M5S sotto attacco per intercettazioni di Quarto: “Noi parte lesa”. Ecco le frasi dell’indagine

L’imprenditore sospettato di legami col clan Polverino: “Adesso si deve portare a votare chiunque esso sia, anche le vecchie di ottant’anni. Si devono portare là sopra, e devono mettere la X sul Movimento 5 Stelle”

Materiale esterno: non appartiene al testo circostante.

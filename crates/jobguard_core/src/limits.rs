//! Length thresholds shared by extraction, the session and the presenter.

/// Largest `text` the analysis service accepts, in characters.
pub const MAX_ANALYSIS_CHARS: usize = 4000;

/// A full-page record is analyzable only when its text is longer than this.
pub const MIN_PAGE_TEXT: usize = 100;

/// Listing-card records are analyzable only when their text is longer than this.
pub const MIN_CARD_TEXT: usize = 50;

/// Manual input must have at least this many characters (after trimming).
pub const MIN_MANUAL_TEXT: usize = 50;

/// Site descriptions shorter than this trigger the generic container fallback.
pub const MIN_DESCRIPTION: usize = 200;

/// Text taken from a generic fallback container is cut to this length.
pub const MAX_FALLBACK_DESCRIPTION: usize = 2500;

/// A description container longer than this marks a page as a detail page.
pub const DETAIL_DESCRIPTION_MIN: usize = 300;

/// Unknown pages with more visible text than this offer manual extraction.
pub const MANUAL_OFFER_MIN_TEXT: usize = 500;

/// Confidence above which a non-fake prediction is shown as legitimate.
pub const LEGITIMATE_CONFIDENCE: f64 = 0.8;

/// Title and company are clipped to this many characters in `text`.
pub const MAX_HEADER_FIELD: usize = 200;

/// Returns the prefix of `text` holding at most `max_chars` characters.
pub fn truncate_chars(text: &str, max_chars: usize) -> &str {
    match text.char_indices().nth(max_chars) {
        Some((end, _)) => &text[..end],
        None => text,
    }
}

#[cfg(test)]
mod tests {
    use super::truncate_chars;

    #[test]
    fn short_text_is_untouched() {
        assert_eq!(truncate_chars("abc", 10), "abc");
        assert_eq!(truncate_chars("abc", 3), "abc");
    }

    #[test]
    fn cut_respects_char_boundaries() {
        assert_eq!(truncate_chars("héllo", 2), "hé");
        assert_eq!(truncate_chars("日本語テキスト", 3), "日本語");
        assert_eq!(truncate_chars("abc", 0), "");
    }
}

QUARTO – Il M5S sotto gli attacchi delle altre forze politiche, dopo la nuova diffusione delle intercettazioni sul caso Quarto (uscite il 23 dicembre sul Fatto). La Stampa pubblica una telefonata del primo giugno 2015, tra il primo e secondo turno delle comunali. A parlare è Cesarano, imprenditore sospettato di collusioni col clan Polverino, e sembra dare indicazioni di appoggiare al ballottaggio il candidato a sindaco dei Cinque Stelle, Rosa Capuozzo: “Adesso si deve portare a votare chiunque esso sia, anche le vecchie di ottant’anni. Si devono portare là sopra, e devono mettere la X sul Movimento 5 Stelle”. Per la Dda, Cesarano si riferisce anche a Giovanni De Robbio (nella foto), l’ex consigliere espulso dal M5S, indagato per voto di scambio ed estorsione aggravata nei confronti del primo cittadino. “Ha preso 890 voti – dice l’imprenditore ad una persona di fiducia – è il primo degli eletti. Noi ci siamo messi con chi vince, capito?”. E ancora: “L’assessore glielo diamo noi praticamente. E lui ci deve dare quello che noi abbiamo detto che ci deve dare. Ha preso accordi con noi. Dopo, così come lo abbiamo fatto salire cosi’ lo facciamo cadere”. Secondo la Dda, nei piani di Cesarano ci sarebbe l’affidamento dello stadio di Quarto. Un affare per cui De Robbio avrebbe esercitato pressioni sul sindaco. E Capuozzo precisa all’Ansa che le intercettazioni “non aggiungono nulla a quanto già letto nei giorni scorsi. C’e’ solo – afferma . una visione distorta dei fatti. Riguarda il campo sportivo di proprietà comunale. Ne abbiamo ripreso la gestione non per affidarlo a privati ma per promuovere lo sport per il sociale”. Riguard De Robbio “il rapporto tra noi  – dichiara il primo cittadino – si era deteriorato proprio per la questione dello stadio. Io sentivo la pressione politica, non le minacce. Mi chiedeva di programmare una gestione affidata a privati. Non ero d’accordo. Era anche contro il nostro programma amministrativo. Per questo motivo non appoggiai la sua candidatura a presidente del consiglio comunale”.

 

IL M5S: “SIAMO PARTE LESA” – Stretto nella morsa degli attacchi il M5S, in particolare quelli del Pd, che punta il dito contro la “doppia morale” grillina e invoca “chiarezza” su ipotesi “gravissime, inquietanti”. La prossima settimana i Dem chiederanno di audire il sindaco M5s di Quarto in commissione Antimafia. Con una nota il Movimento 5 stelle afferma che “sono decenni che la mafia prova a infiltrarsi nella politica e quando ha incontrato Forza Italia e il Pd ci ha fatto affari, piazzando anche i suoi uomini in Parlamento. Quando ha provato ad avvicinarsi al M5S – sostiene il movimento – è stata messa alla porta. Questo è accaduto a Quarto, dove il M5S ha espulso De Robbio prima ancora che fosse indagato ed oggi è parte lesa”. “Fa francamente ridere – aggiunge la nota – che sia il Pd a ergersi a cattedra morale della politica, un partito che con la mafia ci è andato a braccetto finora, che è persino stato in grado di sostenere un condannato come De Luca alla presidenza della Regione Campania in una lista-ammucchiata sostenuta da Ciriaco De Mita. Fa ridere sì, che sia il Pd, che oggi ha fatto della questione morale una reliquia, ad avanzare lezioni di trasparenza nei confronti dell’unica forza politica onesta e pulita, qual è il M5S”.